* YOUR OBJECTIVE *
Copy the lines exactly as they appear, starting with the first line of the records and ending with the line that contains "let mut response = next.run(req).await;".
------------
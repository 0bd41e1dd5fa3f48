use axum::{
    body::Body,
    http::{HeaderValue, Request, Response, header},
    middleware::Next,
};

/// Headers carried by every generation API response, errors included:
/// permissive cross-origin access and no caching.
pub async fn api_headers_middleware(req: Request<Body>, next: Next) -> Response<Body> {
    let mut response = next.run(req).await;
    let headers = response.headers_mut();

    headers.insert(
        header::ACCESS_CONTROL_ALLOW_ORIGIN,
        HeaderValue::from_static("*"),
    );
    headers.insert(
        header::ACCESS_CONTROL_ALLOW_METHODS,
        HeaderValue::from_static("POST, OPTIONS"),
    );
    headers.insert(
        header::ACCESS_CONTROL_ALLOW_HEADERS,
        HeaderValue::from_static("Content-Type"),
    );
    headers.insert(header::CACHE_CONTROL, HeaderValue::from_static("no-store"));

    response
}
mod prompt;
mod server;

pub use prompt::*;
pub use server::*;
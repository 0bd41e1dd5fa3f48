use macroplan_mealplan::{Preferences, SYSTEM_PROMPT, build_prompt};
use serde_json::{Map, Value};

/// Raw preference values as given on the command line.
#[derive(Debug, Default, Clone)]
pub struct PromptArgs {
    pub protein: Option<f64>,
    pub fat: Option<f64>,
    pub carbs: Option<f64>,
    pub meals: Option<f64>,
    pub diet: Option<String>,
    pub fridge: Option<String>,
}

impl PromptArgs {
    /// Same coercion as the HTTP endpoint, so out-of-range values are clamped.
    pub fn preferences(&self) -> Preferences {
        let mut raw = Map::new();
        let numbers = [
            ("protein", self.protein),
            ("fat", self.fat),
            ("carbs", self.carbs),
            ("numMeals", self.meals),
        ];
        for (key, value) in numbers {
            if let Some(value) = value.and_then(serde_json::Number::from_f64) {
                raw.insert(key.to_owned(), Value::Number(value));
            }
        }
        if let Some(diet) = &self.diet {
            raw.insert("dietaryFilter".to_owned(), Value::from(diet.as_str()));
        }
        if let Some(fridge) = &self.fridge {
            raw.insert("fridgeIngredients".to_owned(), Value::from(fridge.as_str()));
        }

        Preferences::from_raw(&Value::Object(raw))
    }
}

/// System instruction and user prompt, separated by a blank line.
pub fn render_prompt(args: &PromptArgs) -> String {
    format!("{SYSTEM_PROMPT}\n\n{}", build_prompt(&args.preferences()))
}

#[cfg(test)]
mod tests {
    use super::*;

    #[test]
    fn test_prompt_args_are_clamped() {
        let args = PromptArgs {
            protein: Some(999.0),
            meals: Some(1.0),
            diet: Some("  vegan ".to_owned()),
            ..PromptArgs::default()
        };

        let prefs = args.preferences();

        assert_eq!(prefs.protein, 300);
        assert_eq!(prefs.num_meals, 2);
        assert_eq!(prefs.fat, 70);
        assert_eq!(prefs.dietary_filter, "vegan");
        assert_eq!(prefs.fridge_ingredients, "");
    }

    #[test]
    fn test_render_prompt_contains_both_parts() {
        let text = render_prompt(&PromptArgs::default());

        assert!(text.starts_with(SYSTEM_PROMPT));
        assert!(text.contains("Protein: 160 g"));
        assert!(text.contains("Dietary restriction: N/A"));
    }
}
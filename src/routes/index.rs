use axum::{
    Form,
    extract::{State, rejection::FormRejection},
    response::{IntoResponse, Response},
};
use macroplan_mealplan::{
    CARBS, DIETARY_FILTER_MAX_CHARS, FAT, FRIDGE_INGREDIENTS_MAX_CHARS, IntRange, MEAL_COUNT,
    MealPlan, PROTEIN, Preferences,
};
use serde::Deserialize;

use crate::error::ApiError;
use crate::routes::AppState;
use crate::template::render;
use crate::ui::{Action, FormState, TokenUsage, UiState};

pub const PLAN_UNREADABLE: &str = "The generated plan could not be displayed";
pub const FORM_UNREADABLE: &str = "The form could not be read. Please check the values and try again.";

#[derive(askama::Template)]
#[template(path = "index.html")]
pub struct IndexTemplate {
    pub state: UiState,
    pub protein: IntRange,
    pub fat: IntRange,
    pub carbs: IntRange,
    pub meals: IntRange,
    pub dietary_filter_max: usize,
    pub fridge_ingredients_max: usize,
}

impl IndexTemplate {
    pub fn new(state: UiState) -> Self {
        Self {
            state,
            protein: PROTEIN,
            fat: FAT,
            carbs: CARBS,
            meals: MEAL_COUNT,
            dietary_filter_max: DIETARY_FILTER_MAX_CHARS,
            fridge_ingredients_max: FRIDGE_INGREDIENTS_MAX_CHARS,
        }
    }
}

#[derive(Deserialize)]
pub struct Submission {
    #[serde(flatten)]
    pub form: FormState,
    pub intent: Option<String>,
}

pub async fn page() -> impl IntoResponse {
    render(IndexTemplate::new(UiState::default()))
}

pub async fn action(
    State(app): State<AppState>,
    submission: Result<Form<Submission>, FormRejection>,
) -> Response {
    let Form(submission) = match submission {
        Ok(submission) => submission,
        Err(rejection) => {
            tracing::warn!(err = %rejection, "form submission rejected");

            let state = UiState::default()
                .reduce(Action::GenerateFailed(Some(FORM_UNREADABLE.to_owned())));

            return (rejection.status(), render(IndexTemplate::new(state))).into_response();
        }
    };

    let state = UiState::default().reduce(Action::UpdateForm(submission.form));

    if submission.intent.as_deref() == Some("dismiss") {
        return render(IndexTemplate::new(state.reduce(Action::DismissError)));
    }

    let state = state.reduce(Action::GenerateStarted);
    let outcome = generate(&app, &state.form).await;

    render(IndexTemplate::new(state.reduce(outcome)))
}

async fn generate(app: &AppState, form: &FormState) -> Action {
    let generated = async {
        let api_key = app.api_key()?;
        let prefs = Preferences::from_raw(&form.to_request());

        Ok::<_, ApiError>(app.generator.generate(&api_key, &prefs).await?)
    }
    .await;

    let generated = match generated {
        Ok(generated) => generated,
        Err(err) => {
            tracing::warn!(err = %err, "meal plan generation failed");

            return Action::GenerateFailed(Some(err.to_string()));
        }
    };

    match MealPlan::from_value(generated.plan) {
        Ok(plan) => Action::GenerateSucceeded {
            plan,
            usage: TokenUsage::from_value(generated.usage),
        },
        Err(err) => {
            tracing::warn!(err = %err, "generated plan has an unexpected shape");

            Action::GenerateFailed(Some(PLAN_UNREADABLE.to_owned()))
        }
    }
}
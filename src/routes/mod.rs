mod generate;
mod health;
mod index;

use std::sync::Arc;

use axum::{
    Router,
    extract::DefaultBodyLimit,
    http::StatusCode,
    middleware::from_fn,
    response::IntoResponse,
    routing::{get, post},
};
use macroplan_mealplan::{Generator, provider::TextGenerator};

use crate::error::ApiError;
use crate::middleware::api_headers_middleware;
use crate::template::{NotFoundTemplate, render};

pub use generate::MAX_BODY_BYTES;
pub use index::{FORM_UNREADABLE, PLAN_UNREADABLE};

#[derive(Clone)]
pub struct AppState {
    pub config: crate::config::Config,
    pub generator: Generator,
}

impl AppState {
    pub fn new(config: crate::config::Config, provider: Arc<dyn TextGenerator>) -> Self {
        Self {
            config,
            generator: Generator::new(provider),
        }
    }

    /// The provider key, looked up on every request.
    pub fn api_key(&self) -> Result<String, ApiError> {
        self.config
            .provider
            .api_key()
            .ok_or(ApiError::MissingApiKey)
    }
}

pub async fn fallback() -> impl IntoResponse {
    (StatusCode::NOT_FOUND, render(NotFoundTemplate))
}

pub fn router(app_state: AppState) -> Router {
    let api = Router::new()
        .route(
            "/api/generate",
            post(generate::action)
                .options(generate::preflight)
                .fallback(generate::method_not_allowed),
        )
        .layer(DefaultBodyLimit::max(MAX_BODY_BYTES + 1))
        .layer(from_fn(api_headers_middleware));

    Router::new()
        .route("/health", get(health::health))
        .route("/", get(index::page).post(index::action))
        .merge(api)
        .fallback(fallback)
        .with_state(app_state)
}
use anyhow::Result;
use tracing_subscriber::{EnvFilter, Layer, fmt, layer::SubscriberExt, util::SubscriberInitExt};

/// Initialize tracing and logging
///
/// - Structured JSON logging when `ENVIRONMENT=production`
/// - Console logging with targets and line numbers otherwise
/// - `RUST_LOG` takes precedence over the configured level
pub fn init_observability(service_name: &str, service_version: &str, log_level: &str) -> Result<()> {
    let env_filter =
        EnvFilter::try_from_default_env().unwrap_or_else(|_| EnvFilter::new(log_level));

    let is_production = std::env::var("ENVIRONMENT")
        .map(|env| env == "production")
        .unwrap_or(false);

    if is_production {
        tracing_subscriber::registry()
            .with(fmt::layer().json().with_filter(env_filter))
            .try_init()?;
    } else {
        tracing_subscriber::registry()
            .with(
                fmt::layer()
                    .with_target(true)
                    .with_line_number(true)
                    .with_filter(env_filter),
            )
            .try_init()?;
    }

    tracing::info!(
        service.name = service_name,
        service.version = service_version,
        "Observability initialized"
    );

    Ok(())
}
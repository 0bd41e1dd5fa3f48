use serde::Serialize;
use serde_json::Value;
use std::sync::Arc;
use thiserror::Error;

use crate::plan::normalize_plan;
use crate::preferences::Preferences;
use crate::prompt::{SYSTEM_PROMPT, build_prompt};
use crate::provider::{GenerateContentRequest, ProviderError, TextGenerator};
use crate::repair::repair_json;

#[derive(Debug, Error)]
pub enum GenerateError {
    #[error(transparent)]
    Provider(#[from] ProviderError),

    #[error("Empty response from provider")]
    EmptyResponse,

    #[error("Invalid JSON from provider")]
    InvalidJson,
}

/// A generated plan together with the provider's usage metadata.
#[derive(Debug, Clone, PartialEq, Serialize)]
pub struct GeneratedPlan {
    pub plan: Value,
    pub usage: Option<Value>,
}

#[derive(Debug, Clone)]
pub struct Generator {
    provider: Arc<dyn TextGenerator>,
}

impl Generator {
    pub fn new(provider: Arc<dyn TextGenerator>) -> Self {
        Self { provider }
    }

    pub fn provider_name(&self) -> &'static str {
        self.provider.provider_name()
    }

    pub fn request_for(prefs: &Preferences) -> GenerateContentRequest {
        GenerateContentRequest::new(SYSTEM_PROMPT, &build_prompt(prefs))
    }

    /// Run one generation: prompt, single provider call, repair, normalize.
    ///
    /// Normalization problems are logged and the plan is returned as received.
    #[tracing::instrument(skip_all, fields(provider = self.provider_name(), meals = prefs.num_meals))]
    pub async fn generate(
        &self,
        api_key: &str,
        prefs: &Preferences,
    ) -> Result<GeneratedPlan, GenerateError> {
        let request = Self::request_for(prefs);
        let response = self.provider.generate_content(api_key, &request).await?;

        let text = response.first_candidate_text();
        let text = text.trim();
        if text.is_empty() {
            tracing::warn!("provider returned no text");
            return Err(GenerateError::EmptyResponse);
        }

        let Some(mut plan) = repair_json(text) else {
            tracing::warn!(bytes = text.len(), "provider text is not JSON");
            return Err(GenerateError::InvalidJson);
        };

        if let Err(err) = normalize_plan(&mut plan, prefs.meal_count()) {
            tracing::warn!(err = %err, "plan left unnormalized");
        }

        Ok(GeneratedPlan {
            plan,
            usage: response.usage_metadata,
        })
    }
}
pub mod headers;

pub use headers::api_headers_middleware;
------------
* ANSWER SPACE *
repository 0bd41e1dd5fa3f48
use axum::{
    body::Body,
    http::{HeaderValue, Request, Response, header},
    middleware::Next,
};

/// Headers carried by every generation API response, errors included:
/// permissive cross-origin access and no caching.
pub async fn api_headers_middleware(req: Request<Body>, next: Next) -> Response<Body> {
    let mut response = next.run(req).await;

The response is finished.